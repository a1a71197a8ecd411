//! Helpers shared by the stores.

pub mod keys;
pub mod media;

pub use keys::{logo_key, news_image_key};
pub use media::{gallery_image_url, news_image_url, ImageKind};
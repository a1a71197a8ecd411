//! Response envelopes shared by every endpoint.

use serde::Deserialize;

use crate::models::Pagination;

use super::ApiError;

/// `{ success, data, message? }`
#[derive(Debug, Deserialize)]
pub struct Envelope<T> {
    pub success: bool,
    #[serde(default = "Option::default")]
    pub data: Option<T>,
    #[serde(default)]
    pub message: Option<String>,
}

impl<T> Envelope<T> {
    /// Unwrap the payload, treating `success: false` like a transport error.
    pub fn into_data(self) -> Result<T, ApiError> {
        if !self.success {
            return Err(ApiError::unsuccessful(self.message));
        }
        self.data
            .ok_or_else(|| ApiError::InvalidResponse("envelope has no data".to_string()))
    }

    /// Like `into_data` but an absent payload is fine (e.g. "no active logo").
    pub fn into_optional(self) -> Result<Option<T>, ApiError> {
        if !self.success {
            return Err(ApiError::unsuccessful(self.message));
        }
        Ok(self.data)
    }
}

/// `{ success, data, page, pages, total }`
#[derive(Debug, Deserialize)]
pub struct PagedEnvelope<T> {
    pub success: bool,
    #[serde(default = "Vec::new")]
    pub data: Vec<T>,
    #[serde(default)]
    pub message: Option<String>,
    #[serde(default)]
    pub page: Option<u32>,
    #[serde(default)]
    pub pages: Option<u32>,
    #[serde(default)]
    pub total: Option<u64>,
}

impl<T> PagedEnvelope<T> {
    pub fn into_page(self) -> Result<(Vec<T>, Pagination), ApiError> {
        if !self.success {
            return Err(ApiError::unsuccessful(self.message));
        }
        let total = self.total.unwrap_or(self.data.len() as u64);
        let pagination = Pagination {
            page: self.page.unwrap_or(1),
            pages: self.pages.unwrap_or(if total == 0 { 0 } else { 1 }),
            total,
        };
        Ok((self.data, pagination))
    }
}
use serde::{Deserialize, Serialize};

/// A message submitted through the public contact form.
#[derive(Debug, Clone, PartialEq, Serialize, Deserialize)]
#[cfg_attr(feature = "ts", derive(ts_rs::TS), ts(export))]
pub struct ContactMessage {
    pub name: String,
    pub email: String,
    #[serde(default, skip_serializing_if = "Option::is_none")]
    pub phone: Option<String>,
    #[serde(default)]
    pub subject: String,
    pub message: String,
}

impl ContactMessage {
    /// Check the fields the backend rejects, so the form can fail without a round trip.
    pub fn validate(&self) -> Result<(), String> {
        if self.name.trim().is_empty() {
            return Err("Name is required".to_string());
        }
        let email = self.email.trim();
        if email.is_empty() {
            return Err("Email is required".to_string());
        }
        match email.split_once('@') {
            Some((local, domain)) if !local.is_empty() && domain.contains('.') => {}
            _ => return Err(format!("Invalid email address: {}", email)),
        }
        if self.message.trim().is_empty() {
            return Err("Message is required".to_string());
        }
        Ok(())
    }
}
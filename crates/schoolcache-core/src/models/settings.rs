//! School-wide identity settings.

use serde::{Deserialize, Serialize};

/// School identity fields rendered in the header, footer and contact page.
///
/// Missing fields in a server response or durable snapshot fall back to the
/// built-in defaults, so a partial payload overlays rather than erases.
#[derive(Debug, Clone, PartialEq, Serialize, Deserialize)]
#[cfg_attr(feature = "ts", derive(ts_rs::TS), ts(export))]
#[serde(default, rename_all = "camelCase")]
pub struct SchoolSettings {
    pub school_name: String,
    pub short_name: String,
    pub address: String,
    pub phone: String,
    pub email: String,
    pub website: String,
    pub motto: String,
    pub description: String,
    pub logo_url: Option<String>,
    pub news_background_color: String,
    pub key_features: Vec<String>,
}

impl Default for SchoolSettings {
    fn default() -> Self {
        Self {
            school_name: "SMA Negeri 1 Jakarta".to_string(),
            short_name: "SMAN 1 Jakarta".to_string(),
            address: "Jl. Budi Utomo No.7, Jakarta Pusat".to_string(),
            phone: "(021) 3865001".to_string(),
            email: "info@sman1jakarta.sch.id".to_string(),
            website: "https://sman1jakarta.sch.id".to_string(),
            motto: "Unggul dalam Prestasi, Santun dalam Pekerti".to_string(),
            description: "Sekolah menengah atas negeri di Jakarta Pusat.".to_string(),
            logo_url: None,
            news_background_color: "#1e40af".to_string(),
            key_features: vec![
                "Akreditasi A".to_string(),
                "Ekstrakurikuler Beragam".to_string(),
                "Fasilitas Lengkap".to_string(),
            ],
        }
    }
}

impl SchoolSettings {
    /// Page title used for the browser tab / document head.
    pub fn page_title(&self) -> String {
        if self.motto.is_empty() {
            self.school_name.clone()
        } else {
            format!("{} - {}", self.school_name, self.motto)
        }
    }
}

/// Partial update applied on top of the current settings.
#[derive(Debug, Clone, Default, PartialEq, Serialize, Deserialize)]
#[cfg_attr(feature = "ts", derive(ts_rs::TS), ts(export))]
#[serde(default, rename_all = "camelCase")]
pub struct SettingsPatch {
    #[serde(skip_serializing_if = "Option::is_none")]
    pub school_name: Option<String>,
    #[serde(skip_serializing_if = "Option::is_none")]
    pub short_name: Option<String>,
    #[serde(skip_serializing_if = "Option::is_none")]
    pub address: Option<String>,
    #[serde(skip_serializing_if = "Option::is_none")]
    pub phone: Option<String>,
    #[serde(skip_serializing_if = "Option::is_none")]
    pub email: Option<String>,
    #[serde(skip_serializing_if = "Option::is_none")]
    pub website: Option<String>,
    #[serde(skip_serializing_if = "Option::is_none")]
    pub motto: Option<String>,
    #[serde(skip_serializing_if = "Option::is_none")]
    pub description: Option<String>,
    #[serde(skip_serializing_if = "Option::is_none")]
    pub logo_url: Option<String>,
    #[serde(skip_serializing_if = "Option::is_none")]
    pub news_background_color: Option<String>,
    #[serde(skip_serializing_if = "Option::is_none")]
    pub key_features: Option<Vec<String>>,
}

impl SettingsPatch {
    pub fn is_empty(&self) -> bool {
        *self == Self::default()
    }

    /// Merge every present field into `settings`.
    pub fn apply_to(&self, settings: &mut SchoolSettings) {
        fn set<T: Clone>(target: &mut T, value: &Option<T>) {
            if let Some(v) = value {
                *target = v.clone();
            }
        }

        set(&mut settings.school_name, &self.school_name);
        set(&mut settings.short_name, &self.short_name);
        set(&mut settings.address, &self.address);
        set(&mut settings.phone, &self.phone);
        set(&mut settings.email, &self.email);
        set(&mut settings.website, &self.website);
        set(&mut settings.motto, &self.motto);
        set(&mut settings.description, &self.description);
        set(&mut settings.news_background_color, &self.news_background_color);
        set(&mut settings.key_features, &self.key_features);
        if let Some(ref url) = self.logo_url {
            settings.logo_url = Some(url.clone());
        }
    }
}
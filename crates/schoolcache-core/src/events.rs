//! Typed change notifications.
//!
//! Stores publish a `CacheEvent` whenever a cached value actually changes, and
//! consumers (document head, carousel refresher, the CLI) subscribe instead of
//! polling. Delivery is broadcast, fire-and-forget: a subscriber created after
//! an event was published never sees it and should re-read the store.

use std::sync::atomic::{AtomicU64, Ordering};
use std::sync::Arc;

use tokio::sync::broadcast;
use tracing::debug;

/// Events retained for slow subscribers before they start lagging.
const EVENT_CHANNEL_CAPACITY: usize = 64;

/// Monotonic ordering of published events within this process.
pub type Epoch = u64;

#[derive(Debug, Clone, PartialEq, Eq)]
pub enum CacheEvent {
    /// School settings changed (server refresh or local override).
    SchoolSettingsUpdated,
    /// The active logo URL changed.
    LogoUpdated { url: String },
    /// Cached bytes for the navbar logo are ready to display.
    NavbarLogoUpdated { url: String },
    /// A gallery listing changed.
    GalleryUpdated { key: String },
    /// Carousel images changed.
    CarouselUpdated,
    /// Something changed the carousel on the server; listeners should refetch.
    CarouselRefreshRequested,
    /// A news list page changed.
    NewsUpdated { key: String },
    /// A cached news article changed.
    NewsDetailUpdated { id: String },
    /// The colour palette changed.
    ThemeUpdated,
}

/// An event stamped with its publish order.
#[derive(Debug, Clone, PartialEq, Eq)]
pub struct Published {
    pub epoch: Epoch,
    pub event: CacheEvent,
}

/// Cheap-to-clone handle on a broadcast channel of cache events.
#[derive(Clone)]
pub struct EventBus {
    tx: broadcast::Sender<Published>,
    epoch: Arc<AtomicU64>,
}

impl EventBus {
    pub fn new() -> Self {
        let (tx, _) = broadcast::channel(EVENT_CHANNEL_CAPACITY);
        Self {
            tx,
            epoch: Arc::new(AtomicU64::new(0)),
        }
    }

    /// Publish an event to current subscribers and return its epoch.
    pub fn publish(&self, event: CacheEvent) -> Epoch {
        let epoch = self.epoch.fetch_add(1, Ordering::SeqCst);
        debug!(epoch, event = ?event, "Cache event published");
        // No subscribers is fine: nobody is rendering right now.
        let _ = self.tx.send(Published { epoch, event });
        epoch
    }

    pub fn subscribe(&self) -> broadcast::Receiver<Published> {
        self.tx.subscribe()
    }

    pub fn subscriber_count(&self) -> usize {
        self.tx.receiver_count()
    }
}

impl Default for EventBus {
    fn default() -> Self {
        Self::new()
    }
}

※

*Exercise aim*.
Lines wanted from the listing above: the line with "use std::sync::Arc;" up to and including the line with "return its epoch.". Please write them out exactly, adding nothing else.

*Solution to the problem*.
use std::sync::Arc;

use tokio::sync::broadcast;
use tracing::debug;

/// Events retained for slow subscribers before they start lagging.
const EVENT_CHANNEL_CAPACITY: usize = 64;

/// Monotonic ordering of published events within this process.
pub type Epoch = u64;

#[derive(Debug, Clone, PartialEq, Eq)]
pub enum CacheEvent {
    /// School settings changed (server refresh or local override).
    SchoolSettingsUpdated,
    /// The active logo URL changed.
    LogoUpdated { url: String },
    /// Cached bytes for the navbar logo are ready to display.
    NavbarLogoUpdated { url: String },
    /// A gallery listing changed.
    GalleryUpdated { key: String },
    /// Carousel images changed.
    CarouselUpdated,
    /// Something changed the carousel on the server; listeners should refetch.
    CarouselRefreshRequested,
    /// A news list page changed.
    NewsUpdated { key: String },
    /// A cached news article changed.
    NewsDetailUpdated { id: String },
    /// The colour palette changed.
    ThemeUpdated,
}

/// An event stamped with its publish order.
#[derive(Debug, Clone, PartialEq, Eq)]
pub struct Published {
    pub epoch: Epoch,
    pub event: CacheEvent,
}

/// Cheap-to-clone handle on a broadcast channel of cache events.
#[derive(Clone)]
pub struct EventBus {
    tx: broadcast::Sender<Published>,
    epoch: Arc<AtomicU64>,
}

impl EventBus {
    pub fn new() -> Self {
        let (tx, _) = broadcast::channel(EVENT_CHANNEL_CAPACITY);
        Self {
            tx,
            epoch: Arc::new(AtomicU64::new(0)),
        }
    }

    /// Publish an event to current subscribers and return its epoch.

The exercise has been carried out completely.